Brief: Down to the last character, transcribe every record.

****************************************

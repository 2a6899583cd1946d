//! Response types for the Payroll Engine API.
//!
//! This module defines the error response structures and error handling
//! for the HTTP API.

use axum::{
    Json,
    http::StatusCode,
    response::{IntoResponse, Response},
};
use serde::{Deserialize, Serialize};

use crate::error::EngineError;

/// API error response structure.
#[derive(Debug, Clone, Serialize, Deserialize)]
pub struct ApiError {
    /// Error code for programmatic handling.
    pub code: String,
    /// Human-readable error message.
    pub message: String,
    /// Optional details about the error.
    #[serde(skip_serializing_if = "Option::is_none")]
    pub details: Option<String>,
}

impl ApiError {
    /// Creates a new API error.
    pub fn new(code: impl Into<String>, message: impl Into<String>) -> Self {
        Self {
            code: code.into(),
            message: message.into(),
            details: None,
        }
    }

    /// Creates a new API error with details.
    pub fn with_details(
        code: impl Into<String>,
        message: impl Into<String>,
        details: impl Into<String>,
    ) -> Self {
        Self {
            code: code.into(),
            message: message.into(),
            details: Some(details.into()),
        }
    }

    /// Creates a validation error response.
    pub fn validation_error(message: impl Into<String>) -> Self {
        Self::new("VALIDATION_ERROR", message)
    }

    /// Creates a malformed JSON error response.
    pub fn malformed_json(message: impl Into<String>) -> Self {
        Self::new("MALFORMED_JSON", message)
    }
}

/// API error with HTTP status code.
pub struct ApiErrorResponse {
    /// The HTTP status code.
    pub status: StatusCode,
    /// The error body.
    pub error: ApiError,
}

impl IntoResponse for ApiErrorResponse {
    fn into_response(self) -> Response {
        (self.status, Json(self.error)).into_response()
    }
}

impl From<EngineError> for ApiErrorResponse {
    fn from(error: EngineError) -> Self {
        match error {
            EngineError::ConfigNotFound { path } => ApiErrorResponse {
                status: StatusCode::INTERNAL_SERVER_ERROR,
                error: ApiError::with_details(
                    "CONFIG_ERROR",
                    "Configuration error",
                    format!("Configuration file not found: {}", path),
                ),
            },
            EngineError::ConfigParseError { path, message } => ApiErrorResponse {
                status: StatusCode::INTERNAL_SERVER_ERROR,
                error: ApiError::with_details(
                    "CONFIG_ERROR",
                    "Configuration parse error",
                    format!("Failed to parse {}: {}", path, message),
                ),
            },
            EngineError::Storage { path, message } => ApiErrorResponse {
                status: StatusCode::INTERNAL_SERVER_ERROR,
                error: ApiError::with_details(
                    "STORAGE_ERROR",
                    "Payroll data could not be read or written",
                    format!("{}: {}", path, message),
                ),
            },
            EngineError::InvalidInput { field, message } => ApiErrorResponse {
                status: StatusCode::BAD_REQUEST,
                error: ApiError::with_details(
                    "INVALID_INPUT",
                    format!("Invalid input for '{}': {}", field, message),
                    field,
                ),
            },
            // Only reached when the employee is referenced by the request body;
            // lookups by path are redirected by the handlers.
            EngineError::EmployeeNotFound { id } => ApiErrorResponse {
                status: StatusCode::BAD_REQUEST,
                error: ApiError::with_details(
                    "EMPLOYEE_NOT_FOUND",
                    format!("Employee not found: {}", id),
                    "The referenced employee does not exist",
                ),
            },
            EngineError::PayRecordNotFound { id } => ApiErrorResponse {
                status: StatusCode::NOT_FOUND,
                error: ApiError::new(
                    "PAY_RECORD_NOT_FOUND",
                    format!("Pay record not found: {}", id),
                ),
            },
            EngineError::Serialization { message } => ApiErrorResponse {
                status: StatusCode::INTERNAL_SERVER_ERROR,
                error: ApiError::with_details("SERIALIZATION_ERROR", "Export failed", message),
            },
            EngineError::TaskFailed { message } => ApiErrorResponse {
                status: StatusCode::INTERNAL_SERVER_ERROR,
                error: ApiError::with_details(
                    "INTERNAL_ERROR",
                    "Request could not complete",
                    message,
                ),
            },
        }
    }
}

****************************************

Written solution:
repository 2a6899583cd1946d
//! Response types for the Payroll Engine API.
//!
//! This module defines the error response structures and error handling
//! for the HTTP API.

use axum::{
    Json,
    http::StatusCode,
    response::{IntoResponse, Response},
};
use serde::{Deserialize, Serialize};

use crate::error::EngineError;

/// API error response structure.
#[derive(Debug, Clone, Serialize, Deserialize)]
pub struct ApiError {
    /// Error code for programmatic handling.
    pub code: String,
    /// Human-readable error message.
    pub message: String,
    /// Optional details about the error.
    #[serde(skip_serializing_if = "Option::is_none")]
    pub details: Option<String>,
}

impl ApiError {
    /// Creates a new API error.
    pub fn new(code: impl Into<String>, message: impl Into<String>) -> Self {
        Self {
            code: code.into(),
            message: message.into(),
            details: None,
        }
    }

    /// Creates a new API error with details.
    pub fn with_details(
        code: impl Into<String>,
        message: impl Into<String>,
        details: impl Into<String>,
    ) -> Self {
        Self {
            code: code.into(),
            message: message.into(),
            details: Some(details.into()),
        }
    }

    /// Creates a validation error response.
    pub fn validation_error(message: impl Into<String>) -> Self {
        Self::new("VALIDATION_ERROR", message)
    }

    /// Creates a malformed JSON error response.
    pub fn malformed_json(message: impl Into<String>) -> Self {
        Self::new("MALFORMED_JSON", message)
    }
}

/// API error with HTTP status code.
pub struct ApiErrorResponse {
    /// The HTTP status code.
    pub status: StatusCode,
    /// The error body.
    pub error: ApiError,
}

impl IntoResponse for ApiErrorResponse {
    fn into_response(self) -> Response {
        (self.status, Json(self.error)).into_response()
    }
}

impl From<EngineError> for ApiErrorResponse {
    fn from(error: EngineError) -> Self {
        match error {
            EngineError::ConfigNotFound { path } => ApiErrorResponse {
                status: StatusCode::INTERNAL_SERVER_ERROR,
                error: ApiError::with_details(
                    "CONFIG_ERROR",
                    "Configuration error",
                    format!("Configuration file not found: {}", path),
                ),
            },
            EngineError::ConfigParseError { path, message } => ApiErrorResponse {
                status: StatusCode::INTERNAL_SERVER_ERROR,
                error: ApiError::with_details(
                    "CONFIG_ERROR",
                    "Configuration parse error",
                    format!("Failed to parse {}: {}", path, message),
                ),
            },
            EngineError::Storage { path, message } => ApiErrorResponse {
                status: StatusCode::INTERNAL_SERVER_ERROR,
                error: ApiError::with_details(
                    "STORAGE_ERROR",
                    "Payroll data could not be read or written",
                    format!("{}: {}", path, message),
                ),
            },
            EngineError::InvalidInput { field, message } => ApiErrorResponse {
                status: StatusCode::BAD_REQUEST,
                error: ApiError::with_details(
                    "INVALID_INPUT",
                    format!("Invalid input for '{}': {}", field, message),
                    field,
                ),
            },
            // Only reached when the employee is referenced by the request body;
            // lookups by path are redirected by the handlers.
            EngineError::EmployeeNotFound { id } => ApiErrorResponse {
                status: StatusCode::BAD_REQUEST,
                error: ApiError::with_details(
                    "EMPLOYEE_NOT_FOUND",
                    format!("Employee not found: {}", id),
                    "The referenced employee does not exist",
                ),
            },
            EngineError::PayRecordNotFound { id } => ApiErrorResponse {
                status: StatusCode::NOT_FOUND,
                error: ApiError::new(
                    "PAY_RECORD_NOT_FOUND",
                    format!("Pay record not found: {}", id),
                ),
            },
            EngineError::Serialization { message } => ApiErrorResponse {
                status: StatusCode::INTERNAL_SERVER_ERROR,
                error: ApiError::with_details("SERIALIZATION_ERROR", "Export failed", message),
            },
            EngineError::TaskFailed { message } => ApiErrorResponse {
                status: StatusCode::INTERNAL_SERVER_ERROR,
                error: ApiError::with_details(
                    "INTERNAL_ERROR",
                    "Request could not complete",
                    message,
                ),
            },
        }
    }
}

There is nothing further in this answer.